Acting alone, the primordial factor must have initiated the primary differentiation in all units of protoplasm alike. I say alike, but I must forthwith qualify the word. For since surrounding influences, physical and chemical, could not be absolutely the same in all places, especially when the first rudiments of living things had spread over a considerable area, there necessarily arose small contrasts between the degrees and kinds of superficial differentiation effected. As soon as these became decided, natural selection came into play; for inevitably the unlikenesses produced among the units had effects on their lives: there was survival of some among the modified forms rather than others. Utterly in the dark though we are respecting the causes which set up that process of fission everywhere occurring among the minutest forms of life, we must infer that, when established, it furthered the spread of those which were most favourably differentiated by the medium. Though natural selection must have become increasingly active when once it had got a start; yet the differentiating action of the medium never ceased to be a co-operator in the development of these first animals and plants. Again taking the lead as there arose the composite forms of animals and plants, and again losing the lead with that advancing differentiation of these higher types which gave more scope to natural selection, it nevertheless continued, and must ever continue, to be a cause, both direct and indirect, of modifications in structure.
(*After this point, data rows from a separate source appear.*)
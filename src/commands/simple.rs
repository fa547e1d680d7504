//! Simple interactive CLI mode
//!
//! Text-based game without TUI: one guess per line.

use crate::error::GameError;
use crate::game::{MAX_ATTEMPTS, Session, Submission};
use crate::output::{write_banner, write_board, write_summary};
use std::io::{self, BufRead, Write};

/// Run line mode on stdin and stdout
///
/// # Errors
/// Returns an error if reading input or writing output fails.
pub fn run_simple(session: &mut Session) -> io::Result<()> {
    let stdin = io::stdin();
    let stdout = io::stdout();
    play_lines(session, stdin.lock(), &mut stdout.lock())
}

/// Play from `input` until `quit` or end of input
///
/// # Errors
/// Returns an error if reading input or writing output fails.
pub fn play_lines<R: BufRead, W: Write>(
    session: &mut Session,
    input: R,
    out: &mut W,
) -> io::Result<()> {
    write_banner(out, session)?;

    let mut reported = false;
    let mut lines = input.lines();

    loop {
        let over = session.status().is_terminal();
        if over && !reported {
            report_game_over(session, out)?;
            reported = true;
        }

        if over {
            write!(out, "Command ('practice' or 'quit'): ")?;
        } else {
            write!(out, "Guess {}/{MAX_ATTEMPTS}: ", session.round().round() + 1)?;
        }
        out.flush()?;

        let Some(line) = lines.next() else {
            writeln!(out)?;
            break;
        };
        let line = line?;

        match line.trim().to_ascii_lowercase().as_str() {
            "" => {}
            "quit" | "exit" => {
                writeln!(out, "\n👋 Thanks for playing!\n")?;
                break;
            }
            "practice" | "new" => match session.start_practice(&mut rand::rng()) {
                Ok(()) => {
                    reported = false;
                    writeln!(out, "\n🔄 New practice word!\n")?;
                }
                Err(e) => writeln!(out, "❌ {e}")?,
            },
            word => match submit_word(session, word) {
                Ok(submission) if !submission.status.is_terminal() => write_board(out, session)?,
                Ok(_) => {}
                Err(e) => writeln!(out, "❌ {e}")?,
            },
        }
    }

    Ok(())
}

/// Type `word` into the session and submit it
///
/// Rejected input leaves the composing guess empty.
fn submit_word(session: &mut Session, word: &str) -> Result<Submission, GameError> {
    let result = word
        .chars()
        .try_for_each(|c| session.append_letter(c))
        .and_then(|()| session.submit_guess());

    if result.is_err() {
        clear_composing(session);
    }
    result
}

fn clear_composing(session: &mut Session) {
    while !session.round().composing().is_empty() {
        if session.delete_letter().is_err() {
            break;
        }
    }
}

fn report_game_over<W: Write>(session: &mut Session, out: &mut W) -> io::Result<()> {
    if session.is_restored() {
        writeln!(out, "You already played today's puzzle.")?;
    } else {
        write_board(out, session)?;
    }

    if session.lookup_pending() {
        writeln!(out, "Looking up the word...")?;
    }
    let details = session.wait_for_details().cloned();
    if let Some(details) = details {
        write_summary(out, session, &details)?;
    }
    Ok(())
}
Along with that remarkable process which, beginning in minute forms with what is called conjugation, developed into sexual generation, there came into play causes of frequent and marked fortuitous variations. The mixtures of constitutional proclivities made more or less unlike by unlikenesses of physical conditions, inevitably led to occasional concurrences of forces producing deviations of structure. These were of course mostly suppressed, but sometimes increased, by survival of the fittest. When, along with the growing multiplication in forms of life, conflict and competition became continually more active, fortuitous variations of structure of no account in the converse with the medium, became of much account in the struggle with enemies and competitors; and natural selection of such variations became the predominant factor. Especially throughout the plant-world its action appears to have been immensely the most important; and throughout that large part of the animal world characterized by relative inactivity, the survival of individuals that had varied in favourable ways, must all along have been the chief cause of the divergence of species and the occasional production of higher ones.

But gradually with that increase of activity which we see on ascending to successively higher grades of animals, and especially with that increased complexity of life which we also see, there came more and more into play as a factor, the inheritance of those modifications of structure caused by modifications of function. Eventually, among creatures of high organization, this factor became an important one; and I think there is reason to conclude that, in the case of the highest of creatures, civilized men, among whom the kinds of variation which affect survival are too multitudinous to permit easy selection of any one, and among whom survival of the fittest is greatly interfered with, it has become the chief factor: such aid as survival of the fittest gives, being usually limited to the preservation of those in whom the totality of the faculties has been most favourably moulded by functional changes.

Of course this sketch of the relations among the factors must be taken as in large measure a speculation. We are now too far removed from the beginnings of life to obtain data for anything more than tentative conclusions respecting its earliest stages; especially in the absence of any clue to the mode in which multiplication, first agamogenetic and then gamogenetic, was initiated. But it has seemed to me not amiss to present this general conception, by way of showing how the deductive interpretation harmonizes with the several inferences reached by induction.